## EXERCISE REQUIREMENTS
When you find the word "still" in a line of the entries, please copy the whole line.

==*==

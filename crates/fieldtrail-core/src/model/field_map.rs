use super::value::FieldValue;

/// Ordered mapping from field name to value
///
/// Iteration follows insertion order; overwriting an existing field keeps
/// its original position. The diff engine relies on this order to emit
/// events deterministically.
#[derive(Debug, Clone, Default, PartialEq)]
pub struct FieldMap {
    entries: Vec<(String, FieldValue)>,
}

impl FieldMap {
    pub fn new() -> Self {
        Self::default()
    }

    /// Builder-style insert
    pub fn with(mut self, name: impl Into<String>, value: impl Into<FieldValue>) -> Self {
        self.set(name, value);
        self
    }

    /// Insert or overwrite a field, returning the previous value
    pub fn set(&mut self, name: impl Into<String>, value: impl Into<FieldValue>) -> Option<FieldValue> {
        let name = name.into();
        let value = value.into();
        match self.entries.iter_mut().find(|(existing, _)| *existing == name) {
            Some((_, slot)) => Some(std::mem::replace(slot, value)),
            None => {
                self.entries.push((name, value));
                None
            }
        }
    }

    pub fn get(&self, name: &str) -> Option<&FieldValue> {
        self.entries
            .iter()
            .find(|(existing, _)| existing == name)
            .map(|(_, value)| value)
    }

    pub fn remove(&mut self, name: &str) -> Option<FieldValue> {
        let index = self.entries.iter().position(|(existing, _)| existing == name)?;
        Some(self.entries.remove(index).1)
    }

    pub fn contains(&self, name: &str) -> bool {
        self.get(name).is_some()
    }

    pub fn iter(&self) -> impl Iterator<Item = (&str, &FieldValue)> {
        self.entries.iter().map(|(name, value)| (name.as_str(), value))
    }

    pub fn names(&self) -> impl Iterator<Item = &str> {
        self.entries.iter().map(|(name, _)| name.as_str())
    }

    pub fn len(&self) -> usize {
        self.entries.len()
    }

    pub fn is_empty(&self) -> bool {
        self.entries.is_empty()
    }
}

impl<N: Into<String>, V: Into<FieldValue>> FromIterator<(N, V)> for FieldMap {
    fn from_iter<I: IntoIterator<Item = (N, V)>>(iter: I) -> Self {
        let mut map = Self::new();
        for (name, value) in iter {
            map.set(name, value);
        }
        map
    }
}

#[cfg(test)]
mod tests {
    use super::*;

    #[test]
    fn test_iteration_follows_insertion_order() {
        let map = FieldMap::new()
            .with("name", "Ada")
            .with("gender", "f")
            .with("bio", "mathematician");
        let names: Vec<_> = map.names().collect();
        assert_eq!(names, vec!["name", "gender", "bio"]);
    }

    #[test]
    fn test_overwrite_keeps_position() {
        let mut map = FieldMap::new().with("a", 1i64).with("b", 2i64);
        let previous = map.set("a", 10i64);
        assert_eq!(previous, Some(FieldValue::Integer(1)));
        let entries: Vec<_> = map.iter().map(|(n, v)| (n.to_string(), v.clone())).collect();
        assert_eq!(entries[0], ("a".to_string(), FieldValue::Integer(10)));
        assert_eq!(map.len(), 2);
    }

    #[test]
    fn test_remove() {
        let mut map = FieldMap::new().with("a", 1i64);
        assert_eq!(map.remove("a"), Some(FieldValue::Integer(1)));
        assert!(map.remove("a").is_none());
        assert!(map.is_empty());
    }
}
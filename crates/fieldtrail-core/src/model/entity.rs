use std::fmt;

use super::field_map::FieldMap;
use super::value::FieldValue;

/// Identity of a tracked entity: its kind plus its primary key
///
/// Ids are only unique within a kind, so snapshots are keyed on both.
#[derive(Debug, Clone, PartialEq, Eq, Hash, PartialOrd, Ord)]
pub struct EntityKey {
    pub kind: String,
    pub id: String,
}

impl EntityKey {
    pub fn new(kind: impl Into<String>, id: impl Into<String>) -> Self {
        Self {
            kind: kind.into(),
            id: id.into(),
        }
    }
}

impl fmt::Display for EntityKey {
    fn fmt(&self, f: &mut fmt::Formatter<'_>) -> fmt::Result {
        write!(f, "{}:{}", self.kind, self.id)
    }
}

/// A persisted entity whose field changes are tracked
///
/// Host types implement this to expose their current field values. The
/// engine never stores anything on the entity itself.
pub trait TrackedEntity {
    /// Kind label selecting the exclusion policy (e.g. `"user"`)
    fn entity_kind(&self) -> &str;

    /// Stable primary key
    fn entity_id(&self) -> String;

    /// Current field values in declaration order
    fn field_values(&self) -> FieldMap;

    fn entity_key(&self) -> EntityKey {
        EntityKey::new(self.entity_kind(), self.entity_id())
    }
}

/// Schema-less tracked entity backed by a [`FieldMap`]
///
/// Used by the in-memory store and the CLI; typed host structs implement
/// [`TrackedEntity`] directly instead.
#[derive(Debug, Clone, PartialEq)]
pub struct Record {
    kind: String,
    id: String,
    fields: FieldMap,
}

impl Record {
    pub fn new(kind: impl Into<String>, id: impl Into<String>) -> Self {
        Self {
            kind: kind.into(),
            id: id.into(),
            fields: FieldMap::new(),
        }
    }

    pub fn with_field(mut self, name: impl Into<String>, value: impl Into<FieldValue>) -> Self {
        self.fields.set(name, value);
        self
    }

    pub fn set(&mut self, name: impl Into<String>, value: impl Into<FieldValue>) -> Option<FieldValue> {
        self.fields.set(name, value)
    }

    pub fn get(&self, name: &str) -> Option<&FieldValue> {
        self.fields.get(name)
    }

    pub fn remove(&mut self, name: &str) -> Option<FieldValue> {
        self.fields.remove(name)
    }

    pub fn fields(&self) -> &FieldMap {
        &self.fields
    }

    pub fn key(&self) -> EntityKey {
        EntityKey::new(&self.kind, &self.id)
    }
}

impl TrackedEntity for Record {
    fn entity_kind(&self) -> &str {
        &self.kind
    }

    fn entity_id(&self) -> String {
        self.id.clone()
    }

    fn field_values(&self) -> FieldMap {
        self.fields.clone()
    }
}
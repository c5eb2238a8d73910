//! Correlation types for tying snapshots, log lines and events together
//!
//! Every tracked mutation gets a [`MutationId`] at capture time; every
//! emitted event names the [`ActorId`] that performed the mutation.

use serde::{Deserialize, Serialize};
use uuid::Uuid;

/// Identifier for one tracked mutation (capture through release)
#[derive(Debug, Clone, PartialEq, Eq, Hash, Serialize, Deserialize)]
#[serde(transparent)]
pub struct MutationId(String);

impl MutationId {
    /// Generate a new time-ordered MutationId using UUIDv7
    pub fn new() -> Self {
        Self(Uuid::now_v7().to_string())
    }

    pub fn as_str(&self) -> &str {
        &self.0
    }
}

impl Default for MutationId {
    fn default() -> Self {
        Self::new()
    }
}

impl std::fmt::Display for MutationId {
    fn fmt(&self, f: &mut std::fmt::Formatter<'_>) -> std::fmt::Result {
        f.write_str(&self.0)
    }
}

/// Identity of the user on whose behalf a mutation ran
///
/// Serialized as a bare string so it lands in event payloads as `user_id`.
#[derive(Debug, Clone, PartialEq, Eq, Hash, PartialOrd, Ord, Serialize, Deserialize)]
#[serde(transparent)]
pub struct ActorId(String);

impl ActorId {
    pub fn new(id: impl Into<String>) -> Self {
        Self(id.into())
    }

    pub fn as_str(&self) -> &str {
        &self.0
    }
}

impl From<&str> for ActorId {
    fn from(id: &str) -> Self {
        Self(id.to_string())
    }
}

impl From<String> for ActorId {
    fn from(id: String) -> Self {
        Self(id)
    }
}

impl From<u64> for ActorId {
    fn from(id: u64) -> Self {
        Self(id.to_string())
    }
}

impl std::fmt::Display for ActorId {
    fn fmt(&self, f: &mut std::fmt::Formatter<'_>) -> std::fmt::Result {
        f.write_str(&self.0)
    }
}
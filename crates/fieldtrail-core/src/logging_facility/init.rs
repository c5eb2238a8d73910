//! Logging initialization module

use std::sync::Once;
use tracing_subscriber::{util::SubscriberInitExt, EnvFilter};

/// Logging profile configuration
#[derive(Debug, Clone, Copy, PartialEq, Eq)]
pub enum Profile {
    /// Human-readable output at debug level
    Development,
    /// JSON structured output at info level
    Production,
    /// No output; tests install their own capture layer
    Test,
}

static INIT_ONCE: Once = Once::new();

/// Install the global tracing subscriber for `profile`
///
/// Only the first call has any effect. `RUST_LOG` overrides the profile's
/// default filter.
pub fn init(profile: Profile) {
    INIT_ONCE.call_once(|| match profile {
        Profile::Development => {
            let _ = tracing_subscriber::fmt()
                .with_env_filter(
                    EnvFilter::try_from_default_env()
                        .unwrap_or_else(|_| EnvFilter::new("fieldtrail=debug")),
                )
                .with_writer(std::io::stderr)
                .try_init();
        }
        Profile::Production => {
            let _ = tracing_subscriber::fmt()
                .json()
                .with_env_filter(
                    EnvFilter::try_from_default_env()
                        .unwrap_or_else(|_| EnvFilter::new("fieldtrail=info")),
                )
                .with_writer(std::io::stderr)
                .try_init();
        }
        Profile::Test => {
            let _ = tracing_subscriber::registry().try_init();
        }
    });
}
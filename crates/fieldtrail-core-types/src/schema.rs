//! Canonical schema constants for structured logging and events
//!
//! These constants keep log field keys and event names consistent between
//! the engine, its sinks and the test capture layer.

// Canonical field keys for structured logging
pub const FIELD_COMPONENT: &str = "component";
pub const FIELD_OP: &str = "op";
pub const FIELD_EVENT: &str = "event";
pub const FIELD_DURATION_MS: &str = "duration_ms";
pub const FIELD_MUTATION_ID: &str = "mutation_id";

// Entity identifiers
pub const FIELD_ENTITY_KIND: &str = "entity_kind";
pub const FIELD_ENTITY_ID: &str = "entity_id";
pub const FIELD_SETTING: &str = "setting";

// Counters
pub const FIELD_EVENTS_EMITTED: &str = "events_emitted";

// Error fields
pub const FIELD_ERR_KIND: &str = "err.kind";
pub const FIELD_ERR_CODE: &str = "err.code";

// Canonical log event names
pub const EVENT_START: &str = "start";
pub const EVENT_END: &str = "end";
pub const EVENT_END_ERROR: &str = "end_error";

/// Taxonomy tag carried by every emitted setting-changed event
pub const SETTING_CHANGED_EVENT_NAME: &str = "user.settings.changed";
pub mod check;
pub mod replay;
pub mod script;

==*==

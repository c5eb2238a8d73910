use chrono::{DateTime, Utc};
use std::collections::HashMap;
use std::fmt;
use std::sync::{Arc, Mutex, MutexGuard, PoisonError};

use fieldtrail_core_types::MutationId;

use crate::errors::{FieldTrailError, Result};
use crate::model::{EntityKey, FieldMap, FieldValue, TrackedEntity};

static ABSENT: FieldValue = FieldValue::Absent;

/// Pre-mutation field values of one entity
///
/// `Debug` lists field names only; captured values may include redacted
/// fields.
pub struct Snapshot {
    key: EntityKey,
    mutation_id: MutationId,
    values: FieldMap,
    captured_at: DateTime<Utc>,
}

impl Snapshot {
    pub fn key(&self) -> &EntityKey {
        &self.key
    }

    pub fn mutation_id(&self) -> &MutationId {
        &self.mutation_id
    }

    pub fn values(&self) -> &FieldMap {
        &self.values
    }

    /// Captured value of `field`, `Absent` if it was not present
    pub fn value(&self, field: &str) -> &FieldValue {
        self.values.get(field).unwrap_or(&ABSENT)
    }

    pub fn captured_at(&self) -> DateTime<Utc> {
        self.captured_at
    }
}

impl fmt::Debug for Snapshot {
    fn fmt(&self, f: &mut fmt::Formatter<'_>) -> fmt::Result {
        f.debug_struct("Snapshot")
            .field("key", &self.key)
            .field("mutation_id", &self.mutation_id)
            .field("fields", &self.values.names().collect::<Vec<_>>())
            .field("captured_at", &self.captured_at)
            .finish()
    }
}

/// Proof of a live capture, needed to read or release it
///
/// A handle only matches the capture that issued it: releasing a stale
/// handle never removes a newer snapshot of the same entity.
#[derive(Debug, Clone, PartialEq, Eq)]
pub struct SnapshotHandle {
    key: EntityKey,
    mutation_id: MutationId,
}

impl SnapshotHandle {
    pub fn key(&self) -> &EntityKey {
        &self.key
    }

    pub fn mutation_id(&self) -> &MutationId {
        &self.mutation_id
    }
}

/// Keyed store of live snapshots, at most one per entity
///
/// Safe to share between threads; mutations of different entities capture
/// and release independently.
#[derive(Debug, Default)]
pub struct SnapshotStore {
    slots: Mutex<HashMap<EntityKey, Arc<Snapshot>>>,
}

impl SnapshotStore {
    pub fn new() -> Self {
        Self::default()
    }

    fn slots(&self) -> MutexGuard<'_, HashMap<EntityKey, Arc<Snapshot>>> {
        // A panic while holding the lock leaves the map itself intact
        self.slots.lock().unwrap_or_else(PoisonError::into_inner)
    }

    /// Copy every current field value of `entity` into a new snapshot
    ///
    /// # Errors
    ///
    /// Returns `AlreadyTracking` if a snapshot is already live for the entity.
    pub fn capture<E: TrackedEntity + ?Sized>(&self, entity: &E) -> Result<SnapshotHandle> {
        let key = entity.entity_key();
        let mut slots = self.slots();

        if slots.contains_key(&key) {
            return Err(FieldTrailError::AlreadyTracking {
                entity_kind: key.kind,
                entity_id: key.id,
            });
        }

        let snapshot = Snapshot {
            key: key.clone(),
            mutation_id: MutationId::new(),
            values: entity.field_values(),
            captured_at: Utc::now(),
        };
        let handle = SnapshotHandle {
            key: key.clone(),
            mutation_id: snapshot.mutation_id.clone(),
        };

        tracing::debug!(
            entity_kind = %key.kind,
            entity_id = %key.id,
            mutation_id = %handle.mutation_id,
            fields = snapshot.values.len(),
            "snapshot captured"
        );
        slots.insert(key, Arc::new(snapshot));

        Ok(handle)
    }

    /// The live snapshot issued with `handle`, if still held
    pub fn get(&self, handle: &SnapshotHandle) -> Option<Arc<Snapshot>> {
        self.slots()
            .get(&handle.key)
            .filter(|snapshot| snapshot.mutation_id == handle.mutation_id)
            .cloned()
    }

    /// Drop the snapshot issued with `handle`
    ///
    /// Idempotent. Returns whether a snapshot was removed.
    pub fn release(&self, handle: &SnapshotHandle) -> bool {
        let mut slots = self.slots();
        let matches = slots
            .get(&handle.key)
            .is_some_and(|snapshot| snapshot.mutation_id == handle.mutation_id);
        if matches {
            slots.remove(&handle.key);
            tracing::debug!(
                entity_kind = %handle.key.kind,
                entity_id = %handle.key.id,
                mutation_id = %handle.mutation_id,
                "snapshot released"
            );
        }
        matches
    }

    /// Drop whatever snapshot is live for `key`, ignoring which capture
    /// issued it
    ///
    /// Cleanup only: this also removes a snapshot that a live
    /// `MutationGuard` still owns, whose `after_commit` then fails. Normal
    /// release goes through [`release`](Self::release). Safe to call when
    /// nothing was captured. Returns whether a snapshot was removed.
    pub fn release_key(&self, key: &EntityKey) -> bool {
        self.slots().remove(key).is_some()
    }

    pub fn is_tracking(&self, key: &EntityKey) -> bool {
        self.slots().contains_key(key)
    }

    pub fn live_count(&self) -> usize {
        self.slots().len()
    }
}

==*==

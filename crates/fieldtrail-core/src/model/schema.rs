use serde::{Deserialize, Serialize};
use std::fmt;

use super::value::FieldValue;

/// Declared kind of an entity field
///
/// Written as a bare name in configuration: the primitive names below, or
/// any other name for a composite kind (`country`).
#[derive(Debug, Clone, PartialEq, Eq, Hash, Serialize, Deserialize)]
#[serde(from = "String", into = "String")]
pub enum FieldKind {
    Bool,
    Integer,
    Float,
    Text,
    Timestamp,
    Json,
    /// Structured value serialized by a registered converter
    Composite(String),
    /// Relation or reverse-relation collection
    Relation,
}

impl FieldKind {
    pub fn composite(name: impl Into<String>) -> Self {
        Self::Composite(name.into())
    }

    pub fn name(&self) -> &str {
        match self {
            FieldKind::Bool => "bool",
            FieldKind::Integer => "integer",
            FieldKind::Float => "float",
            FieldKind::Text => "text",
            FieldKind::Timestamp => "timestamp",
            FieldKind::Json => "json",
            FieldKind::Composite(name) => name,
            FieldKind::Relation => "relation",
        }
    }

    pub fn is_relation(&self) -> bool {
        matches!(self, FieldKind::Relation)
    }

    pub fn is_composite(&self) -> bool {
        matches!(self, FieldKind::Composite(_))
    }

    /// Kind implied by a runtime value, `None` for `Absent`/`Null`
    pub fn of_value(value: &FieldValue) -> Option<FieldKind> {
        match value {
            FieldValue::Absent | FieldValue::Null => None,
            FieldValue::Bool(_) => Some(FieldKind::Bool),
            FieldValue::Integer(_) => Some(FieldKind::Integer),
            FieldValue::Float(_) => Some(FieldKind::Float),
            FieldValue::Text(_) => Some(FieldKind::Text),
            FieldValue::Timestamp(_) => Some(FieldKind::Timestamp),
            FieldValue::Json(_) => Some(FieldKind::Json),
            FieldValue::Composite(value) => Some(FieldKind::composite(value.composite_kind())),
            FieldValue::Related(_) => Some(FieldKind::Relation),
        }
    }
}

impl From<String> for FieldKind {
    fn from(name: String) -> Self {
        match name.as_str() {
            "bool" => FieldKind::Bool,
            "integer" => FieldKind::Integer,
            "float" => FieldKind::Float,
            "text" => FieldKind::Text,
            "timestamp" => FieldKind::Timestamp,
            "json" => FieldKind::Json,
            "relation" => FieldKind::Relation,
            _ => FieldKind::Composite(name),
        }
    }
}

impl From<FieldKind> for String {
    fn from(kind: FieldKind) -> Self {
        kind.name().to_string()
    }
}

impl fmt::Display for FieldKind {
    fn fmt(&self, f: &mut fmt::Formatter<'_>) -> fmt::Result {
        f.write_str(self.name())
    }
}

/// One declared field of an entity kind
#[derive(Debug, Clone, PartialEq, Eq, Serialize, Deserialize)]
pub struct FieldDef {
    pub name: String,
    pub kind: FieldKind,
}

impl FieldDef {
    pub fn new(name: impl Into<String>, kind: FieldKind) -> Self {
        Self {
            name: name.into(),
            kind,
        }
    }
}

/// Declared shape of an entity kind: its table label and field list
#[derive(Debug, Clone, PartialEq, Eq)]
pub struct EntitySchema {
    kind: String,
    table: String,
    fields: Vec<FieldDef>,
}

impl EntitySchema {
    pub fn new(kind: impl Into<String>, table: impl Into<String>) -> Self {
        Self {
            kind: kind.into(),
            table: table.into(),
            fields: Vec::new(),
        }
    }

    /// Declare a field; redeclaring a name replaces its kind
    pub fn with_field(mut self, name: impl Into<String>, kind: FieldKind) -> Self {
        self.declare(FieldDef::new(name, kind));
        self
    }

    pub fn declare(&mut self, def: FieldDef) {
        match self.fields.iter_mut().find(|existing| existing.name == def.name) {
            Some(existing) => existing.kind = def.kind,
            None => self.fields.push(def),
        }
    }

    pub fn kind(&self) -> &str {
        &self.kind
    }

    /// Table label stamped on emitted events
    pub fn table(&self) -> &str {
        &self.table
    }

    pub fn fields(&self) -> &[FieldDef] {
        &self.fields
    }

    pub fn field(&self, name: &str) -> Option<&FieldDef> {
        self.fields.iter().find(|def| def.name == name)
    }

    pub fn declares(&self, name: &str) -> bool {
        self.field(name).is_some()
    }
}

==*==

## WRITTEN SOLUTION
    /// The live snapshot issued with `handle`, if still held
    /// `MutationGuard` still owns, whose `after_commit` then fails. Normal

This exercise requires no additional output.